• ACTION ITEM
Could you filter the data below down to the lines that hold the word "DocumentationFormat"?

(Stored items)
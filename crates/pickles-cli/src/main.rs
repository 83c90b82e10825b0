//! Pickles command-line entry point.
//!
//! Parses the command line, merges it with an optional settings file, builds
//! the run configuration and reports it.  Rendering is done downstream from
//! the resulting configuration.
//!
//! # Usage
//!
//! ```text
//! pickles [OPTIONS]
//!
//! Options:
//!   -f, --feature-directory <DIR>          Directory containing .feature files
//!   -o, --output-directory <DIR>           Directory for the generated documentation
//!       --documentation-format <FORMAT>    Html, Word, Json, Excel, Dhtml, Cucumber, Markdown
//!       --link-results-file <FILE[;FILE]>  Test-result file(s) to link
//!       --test-results-format <FORMAT>     NUnit, NUnit3, xUnit, xUnit2, MsTest, ...
//!       --system-under-test-name <NAME>
//!       --system-under-test-version <VER>
//!       --language <CODE>                  Gherkin language of the feature files
//!       --exclude-tags <EXPR>
//!       --hide-tags <EXPR>
//!       --enable-experimental-features
//!       --disable-experimental-features
//!       --enable-comments <BOOL>
//!       --settings <FILE>                  TOML settings file
//!       --print-config <toml|json>         Print the resulting configuration
//! ```
//!
//! Each option can also be supplied through the `PICKLES_*` environment
//! variable shown in `--help`; the flag wins when both are present.

use std::path::PathBuf;

use anyhow::Context;
use clap::Parser;
use tracing::info;
use tracing_subscriber::EnvFilter;

use pickles_cli::bootstrap::{build_configuration, Invocation};
use pickles_cli::report::{ConfigurationReport, ReportFormat};
use pickles_cli::settings::load_invocation;
use pickles_core::{
    Arguments, DefaultLanguageRegistry, DocumentationFormat, DocumentationSettings,
};

// ── CLI argument definitions ──────────────────────────────────────────────────

/// Living documentation generator for Gherkin feature files.
#[derive(Debug, Parser)]
#[command(name = "pickles", version)]
struct Cli {
    /// Directory containing the `.feature` files.
    #[arg(short = 'f', long, visible_alias = "feature-dir", env = "PICKLES_FEATURE_DIRECTORY")]
    feature_directory: Option<PathBuf>,

    /// Directory the documentation is written to.
    #[arg(short = 'o', long, visible_alias = "output-dir", env = "PICKLES_OUTPUT_DIRECTORY")]
    output_directory: Option<PathBuf>,

    /// Output rendering format (case-insensitive).
    #[arg(long, visible_alias = "df", env = "PICKLES_DOCUMENTATION_FORMAT")]
    documentation_format: Option<DocumentationFormat>,

    /// Test-result file to link; repeat the flag or separate paths with `;`.
    ///
    /// Files that do not exist are reported and skipped.
    #[arg(long, visible_alias = "lr", value_delimiter = ';')]
    link_results_file: Vec<PathBuf>,

    /// Format of the linked test-result files (case-insensitive).
    #[arg(long, visible_alias = "trfmt", env = "PICKLES_TEST_RESULTS_FORMAT")]
    test_results_format: Option<String>,

    /// Name of the system under test.
    #[arg(long, visible_alias = "sn", env = "PICKLES_SYSTEM_UNDER_TEST_NAME")]
    system_under_test_name: Option<String>,

    /// Version of the system under test.
    #[arg(long, visible_alias = "sv", env = "PICKLES_SYSTEM_UNDER_TEST_VERSION")]
    system_under_test_version: Option<String>,

    /// Gherkin language code of the feature files, e.g. `fr`.
    #[arg(long, visible_alias = "lang", env = "PICKLES_LANGUAGE")]
    language: Option<String>,

    /// Tag expression for scenarios to exclude.
    #[arg(long, visible_alias = "et")]
    exclude_tags: Option<String>,

    /// Tag expression for tags to hide in the output.
    #[arg(long, visible_alias = "ht")]
    hide_tags: Option<String>,

    /// Turn on experimental rendering and parsing features.
    #[arg(long, visible_alias = "exp")]
    enable_experimental_features: bool,

    /// Turn experimental features off, overriding the settings file.
    #[arg(long, conflicts_with = "enable_experimental_features")]
    disable_experimental_features: bool,

    /// Include Gherkin comments in the output (`true` or `false`).
    #[arg(long, visible_alias = "cmt")]
    enable_comments: Option<bool>,

    /// TOML settings file; flags override its values.
    #[arg(long, env = "PICKLES_SETTINGS")]
    settings: Option<PathBuf>,

    /// Print the resulting configuration to stdout.
    #[arg(long, value_enum)]
    print_config: Option<ReportFormat>,
}

impl Cli {
    /// Converts the parsed flags into an [`Invocation`].
    ///
    /// Leaving out both experimental flags defers to the settings file.
    fn into_invocation(self) -> Invocation {
        Invocation {
            feature_directory: self.feature_directory,
            output_directory: self.output_directory,
            documentation_format: self.documentation_format,
            system_under_test_version: self.system_under_test_version,
            test_results_files: self.link_results_file,
            experimental_features: match (
                self.enable_experimental_features,
                self.disable_experimental_features,
            ) {
                (true, _) => Some(true),
                (_, true) => Some(false),
                _ => None,
            },
            comments: self.enable_comments,
            arguments: Arguments {
                exclude_tags: self.exclude_tags,
                hide_tags: self.hide_tags,
                system_under_test_name: self.system_under_test_name,
                test_results_format: self.test_results_format,
                language: self.language,
            },
        }
    }
}

// ── Entry point ───────────────────────────────────────────────────────────────

fn main() -> anyhow::Result<()> {
    // Level is overridden by `RUST_LOG`.  Logs go to stderr so that
    // `--print-config` output on stdout stays machine-readable.
    tracing_subscriber::fmt()
        .with_env_filter(
            EnvFilter::try_from_default_env().unwrap_or_else(|_| EnvFilter::new("info")),
        )
        .with_writer(std::io::stderr)
        .init();

    let cli = Cli::parse();
    let settings_path = cli.settings.clone();
    let print_config = cli.print_config;

    let from_file = match &settings_path {
        Some(path) => load_invocation(path)
            .with_context(|| format!("failed to load settings file {}", path.display()))?,
        None => Invocation::default(),
    };
    let invocation = cli.into_invocation().or(from_file);

    let registry = DefaultLanguageRegistry::new();
    let config =
        build_configuration(&invocation, &registry).context("invalid configuration arguments")?;

    if !config.has_test_results() {
        info!("no test results linked; documentation will not show pass/fail status");
    }

    if let Some(format) = print_config {
        let rendered = ConfigurationReport::from_settings(&config)
            .render(format)
            .context("failed to render configuration")?;
        println!("{rendered}");
    }

    Ok(())
}

// ── Tests ─────────────────────────────────────────────────────────────────────
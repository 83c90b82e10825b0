//! The flat argument bundle handed to [`Configuration::apply_arguments`].
//!
//! Tokenising the command line is the front end's job; by the time values
//! reach this type they are plain strings.  Every field is optional and an
//! empty string is treated exactly like an absent value, so a front end may
//! forward whatever it parsed without filtering.
//!
//! [`Configuration::apply_arguments`]: crate::application::configuration::Configuration::apply_arguments

use serde::{Deserialize, Serialize};

/// Already-parsed command-line values that overlay the configuration defaults.
#[derive(Debug, Clone, Default, PartialEq, Eq, Serialize, Deserialize)]
#[serde(default)]
pub struct Arguments {
    /// Tag expression for scenarios to leave out of the documentation.
    pub exclude_tags: Option<String>,
    /// Tag expression for tags to hide from the rendered output.
    pub hide_tags: Option<String>,
    /// Name of the system under test, shown in the documentation header.
    pub system_under_test_name: Option<String>,
    /// Test-result format token, e.g. `"NUnit3"`; parsed case-insensitively.
    pub test_results_format: Option<String>,
    /// Gherkin language code of the feature files, e.g. `"fr"`.
    pub language: Option<String>,
}

impl Arguments {
    /// Creates an empty bundle; applying it changes nothing.
    pub fn new() -> Self {
        Self::default()
    }

    /// Returns `true` when no field carries a non-empty value.
    pub fn is_empty(&self) -> bool {
        [
            &self.exclude_tags,
            &self.hide_tags,
            &self.system_under_test_name,
            &self.test_results_format,
            &self.language,
        ]
        .into_iter()
        .all(|field| present(field).is_none())
    }

    /// Fills every absent field of `self` from `fallback`.
    ///
    /// Used by the CLI to layer command-line values over a settings file.
    pub fn or(self, fallback: Arguments) -> Arguments {
        Arguments {
            exclude_tags: either(self.exclude_tags, fallback.exclude_tags),
            hide_tags: either(self.hide_tags, fallback.hide_tags),
            system_under_test_name: either(
                self.system_under_test_name,
                fallback.system_under_test_name,
            ),
            test_results_format: either(self.test_results_format, fallback.test_results_format),
            language: either(self.language, fallback.language),
        }
    }
}

/// Returns the field's value only when it is set and non-empty.
pub(crate) fn present(field: &Option<String>) -> Option<&str> {
    field.as_deref().filter(|value| !value.is_empty())
}

fn either(primary: Option<String>, fallback: Option<String>) -> Option<String> {
    if present(&primary).is_some() {
        primary
    } else {
        fallback
    }
}

#[cfg(test)]
mod tests {
    use super::*;

    #[test]
    fn test_new_arguments_are_empty() {
        assert!(Arguments::new().is_empty());
    }

    #[test]
    fn test_empty_strings_count_as_absent() {
        let args = Arguments {
            language: Some(String::new()),
            hide_tags: Some(String::new()),
            ..Arguments::default()
        };
        assert!(args.is_empty());
        assert_eq!(present(&args.language), None);
    }

    #[test]
    fn test_present_returns_non_empty_value() {
        let field = Some("fr".to_string());
        assert_eq!(present(&field), Some("fr"));
    }

    #[test]
    fn test_or_prefers_primary_and_falls_back_per_field() {
        // Arrange
        let primary = Arguments {
            language: Some("fr".to_string()),
            exclude_tags: Some(String::new()),
            ..Arguments::default()
        };
        let fallback = Arguments {
            language: Some("de".to_string()),
            exclude_tags: Some("@wip".to_string()),
            hide_tags: Some("@internal".to_string()),
            ..Arguments::default()
        };

        // Act
        let merged = primary.or(fallback);

        // Assert
        assert_eq!(merged.language.as_deref(), Some("fr"));
        assert_eq!(merged.exclude_tags.as_deref(), Some("@wip"));
        assert_eq!(merged.hide_tags.as_deref(), Some("@internal"));
        assert_eq!(merged.system_under_test_name, None);
    }
}
//! Diagnostics sink for non-fatal configuration problems.
//!
//! Soft failures, such as a test-result file that does not exist, never reach
//! the caller as an error value.  They are reported here instead and the
//! offending input is dropped.  The production sink forwards to `tracing`;
//! [`mock::RecordingDiagnostics`] keeps them in memory for assertions.

use std::fmt;

use tracing::error;

pub mod mock;

/// A non-fatal problem found while configuring.
#[derive(Debug, Clone, PartialEq, Eq)]
pub enum Diagnostic {
    /// A test-result file was not found and has been left out.
    TestResultsFileNotFound {
        /// Full name of the missing file.
        path: String,
    },
}

impl fmt::Display for Diagnostic {
    fn fmt(&self, f: &mut fmt::Formatter<'_>) -> fmt::Result {
        match self {
            Diagnostic::TestResultsFileNotFound { path } => write!(
                f,
                "A test result file could not be found, it will be skipped: {path}"
            ),
        }
    }
}

/// Receiver of [`Diagnostic`]s.
pub trait DiagnosticSink: Send + Sync {
    /// Records an error-level diagnostic.
    fn report(&self, diagnostic: Diagnostic);
}

/// [`DiagnosticSink`] that emits an error-level `tracing` event per diagnostic.
#[derive(Debug, Clone, Copy, Default)]
pub struct TracingDiagnostics;

impl TracingDiagnostics {
    pub fn new() -> Self {
        Self
    }
}

impl DiagnosticSink for TracingDiagnostics {
    fn report(&self, diagnostic: Diagnostic) {
        match &diagnostic {
            Diagnostic::TestResultsFileNotFound { path } => {
                error!(path = %path, "{diagnostic}");
            }
        }
    }
}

• ANSWER SPACE
    Arguments, DefaultLanguageRegistry, DocumentationFormat, DocumentationSettings,
    documentation_format: Option<DocumentationFormat>,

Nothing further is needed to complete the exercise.